* _Aim of the exercise_
Copy out all the entries below, word for word.

(Collected data entries)
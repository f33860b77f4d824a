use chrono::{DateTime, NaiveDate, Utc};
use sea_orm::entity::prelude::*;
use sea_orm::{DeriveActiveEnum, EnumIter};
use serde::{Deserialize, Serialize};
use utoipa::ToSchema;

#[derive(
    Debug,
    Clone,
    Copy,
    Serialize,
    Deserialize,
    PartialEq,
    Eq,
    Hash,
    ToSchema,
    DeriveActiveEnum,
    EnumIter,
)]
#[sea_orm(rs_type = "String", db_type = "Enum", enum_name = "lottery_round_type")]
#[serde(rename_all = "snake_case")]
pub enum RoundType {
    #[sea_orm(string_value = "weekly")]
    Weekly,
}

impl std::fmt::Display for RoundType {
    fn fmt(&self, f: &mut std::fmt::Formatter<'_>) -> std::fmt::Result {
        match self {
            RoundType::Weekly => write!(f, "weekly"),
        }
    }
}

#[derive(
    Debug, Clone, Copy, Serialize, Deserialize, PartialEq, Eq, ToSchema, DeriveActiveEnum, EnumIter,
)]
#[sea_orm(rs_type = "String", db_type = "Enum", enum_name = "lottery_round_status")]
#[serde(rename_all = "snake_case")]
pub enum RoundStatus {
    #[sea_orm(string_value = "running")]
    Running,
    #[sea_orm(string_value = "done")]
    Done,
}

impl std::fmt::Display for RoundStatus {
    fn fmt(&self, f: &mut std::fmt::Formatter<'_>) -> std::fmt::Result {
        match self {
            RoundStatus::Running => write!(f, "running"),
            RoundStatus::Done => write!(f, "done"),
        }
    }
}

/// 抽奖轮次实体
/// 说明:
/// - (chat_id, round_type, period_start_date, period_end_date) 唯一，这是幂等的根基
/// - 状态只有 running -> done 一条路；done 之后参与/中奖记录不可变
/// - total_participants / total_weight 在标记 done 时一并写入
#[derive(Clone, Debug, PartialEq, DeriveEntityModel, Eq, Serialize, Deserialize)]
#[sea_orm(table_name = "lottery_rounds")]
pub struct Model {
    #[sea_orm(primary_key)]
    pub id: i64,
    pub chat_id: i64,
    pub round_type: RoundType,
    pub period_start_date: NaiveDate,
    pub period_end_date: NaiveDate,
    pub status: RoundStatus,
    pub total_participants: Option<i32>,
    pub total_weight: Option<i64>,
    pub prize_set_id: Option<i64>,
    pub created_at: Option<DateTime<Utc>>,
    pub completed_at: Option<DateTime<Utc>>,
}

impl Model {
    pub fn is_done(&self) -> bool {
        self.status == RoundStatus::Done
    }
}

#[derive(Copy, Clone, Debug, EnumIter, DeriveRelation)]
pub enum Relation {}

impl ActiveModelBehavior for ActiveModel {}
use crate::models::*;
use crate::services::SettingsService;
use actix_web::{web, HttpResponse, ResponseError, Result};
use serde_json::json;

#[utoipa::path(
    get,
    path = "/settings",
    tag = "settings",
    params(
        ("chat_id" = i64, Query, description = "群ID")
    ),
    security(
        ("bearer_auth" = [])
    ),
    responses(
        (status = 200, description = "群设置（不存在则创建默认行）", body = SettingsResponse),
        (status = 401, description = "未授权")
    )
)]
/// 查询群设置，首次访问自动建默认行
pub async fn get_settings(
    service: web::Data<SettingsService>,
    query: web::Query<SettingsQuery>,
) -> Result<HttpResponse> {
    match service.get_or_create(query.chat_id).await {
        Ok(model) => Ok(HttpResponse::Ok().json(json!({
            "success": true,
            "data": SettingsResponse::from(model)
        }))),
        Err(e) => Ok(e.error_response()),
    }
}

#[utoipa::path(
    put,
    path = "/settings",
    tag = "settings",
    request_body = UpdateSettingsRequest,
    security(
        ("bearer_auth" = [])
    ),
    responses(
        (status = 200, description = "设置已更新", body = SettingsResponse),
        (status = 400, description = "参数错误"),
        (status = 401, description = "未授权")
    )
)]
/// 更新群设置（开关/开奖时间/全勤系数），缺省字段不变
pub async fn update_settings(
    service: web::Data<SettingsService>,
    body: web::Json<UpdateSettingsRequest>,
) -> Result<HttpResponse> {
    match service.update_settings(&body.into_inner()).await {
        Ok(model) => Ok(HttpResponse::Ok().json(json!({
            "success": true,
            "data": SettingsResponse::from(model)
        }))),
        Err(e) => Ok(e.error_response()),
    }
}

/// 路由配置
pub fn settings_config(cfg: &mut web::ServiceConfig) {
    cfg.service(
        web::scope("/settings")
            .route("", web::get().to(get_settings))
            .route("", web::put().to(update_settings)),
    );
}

* _Answer space_
repository f33860b77f4d824a
use chrono::{DateTime, NaiveDate, Utc};
use sea_orm::entity::prelude::*;
use sea_orm::{DeriveActiveEnum, EnumIter};
use serde::{Deserialize, Serialize};
use utoipa::ToSchema;

#[derive(
    Debug,
    Clone,
    Copy,
    Serialize,
    Deserialize,
    PartialEq,
    Eq,
    Hash,
    ToSchema,
    DeriveActiveEnum,
    EnumIter,
)]
#[sea_orm(rs_type = "String", db_type = "Enum", enum_name = "lottery_round_type")]
#[serde(rename_all = "snake_case")]
pub enum RoundType {
    #[sea_orm(string_value = "weekly")]
    Weekly,
}

impl std::fmt::Display for RoundType {
    fn fmt(&self, f: &mut std::fmt::Formatter<'_>) -> std::fmt::Result {
        match self {
            RoundType::Weekly => write!(f, "weekly"),
        }
    }
}

#[derive(
    Debug, Clone, Copy, Serialize, Deserialize, PartialEq, Eq, ToSchema, DeriveActiveEnum, EnumIter,
)]
#[sea_orm(rs_type = "String", db_type = "Enum", enum_name = "lottery_round_status")]
#[serde(rename_all = "snake_case")]
pub enum RoundStatus {
    #[sea_orm(string_value = "running")]
    Running,
    #[sea_orm(string_value = "done")]
    Done,
}

impl std::fmt::Display for RoundStatus {
    fn fmt(&self, f: &mut std::fmt::Formatter<'_>) -> std::fmt::Result {
        match self {
            RoundStatus::Running => write!(f, "running"),
            RoundStatus::Done => write!(f, "done"),
        }
    }
}

/// 抽奖轮次实体
/// 说明:
/// - (chat_id, round_type, period_start_date, period_end_date) 唯一，这是幂等的根基
/// - 状态只有 running -> done 一条路；done 之后参与/中奖记录不可变
/// - total_participants / total_weight 在标记 done 时一并写入
#[derive(Clone, Debug, PartialEq, DeriveEntityModel, Eq, Serialize, Deserialize)]
#[sea_orm(table_name = "lottery_rounds")]
pub struct Model {
    #[sea_orm(primary_key)]
    pub id: i64,
    pub chat_id: i64,
    pub round_type: RoundType,
    pub period_start_date: NaiveDate,
    pub period_end_date: NaiveDate,
    pub status: RoundStatus,
    pub total_participants: Option<i32>,
    pub total_weight: Option<i64>,
    pub prize_set_id: Option<i64>,
    pub created_at: Option<DateTime<Utc>>,
    pub completed_at: Option<DateTime<Utc>>,
}

impl Model {
    pub fn is_done(&self) -> bool {
        self.status == RoundStatus::Done
    }
}

#[derive(Copy, Clone, Debug, EnumIter, DeriveRelation)]
pub enum Relation {}

impl ActiveModelBehavior for ActiveModel {}
use crate::models::*;
use crate::services::SettingsService;
use actix_web::{web, HttpResponse, ResponseError, Result};
use serde_json::json;

#[utoipa::path(
    get,
    path = "/settings",
    tag = "settings",
    params(
        ("chat_id" = i64, Query, description = "群ID")
    ),
    security(
        ("bearer_auth" = [])
    ),
    responses(
        (status = 200, description = "群设置（不存在则创建默认行）", body = SettingsResponse),
        (status = 401, description = "未授权")
    )
)]
/// 查询群设置，首次访问自动建默认行
pub async fn get_settings(
    service: web::Data<SettingsService>,
    query: web::Query<SettingsQuery>,
) -> Result<HttpResponse> {
    match service.get_or_create(query.chat_id).await {
        Ok(model) => Ok(HttpResponse::Ok().json(json!({
            "success": true,
            "data": SettingsResponse::from(model)
        }))),
        Err(e) => Ok(e.error_response()),
    }
}

#[utoipa::path(
    put,
    path = "/settings",
    tag = "settings",
    request_body = UpdateSettingsRequest,
    security(
        ("bearer_auth" = [])
    ),
    responses(
        (status = 200, description = "设置已更新", body = SettingsResponse),
        (status = 400, description = "参数错误"),
        (status = 401, description = "未授权")
    )
)]
/// 更新群设置（开关/开奖时间/全勤系数），缺省字段不变
pub async fn update_settings(
    service: web::Data<SettingsService>,
    body: web::Json<UpdateSettingsRequest>,
) -> Result<HttpResponse> {
    match service.update_settings(&body.into_inner()).await {
        Ok(model) => Ok(HttpResponse::Ok().json(json!({
            "success": true,
            "data": SettingsResponse::from(model)
        }))),
        Err(e) => Ok(e.error_response()),
    }
}

/// 路由配置
pub fn settings_config(cfg: &mut web::ServiceConfig) {
    cfg.service(
        web::scope("/settings")
            .route("", web::get().to(get_settings))
            .route("", web::put().to(update_settings)),
    );
}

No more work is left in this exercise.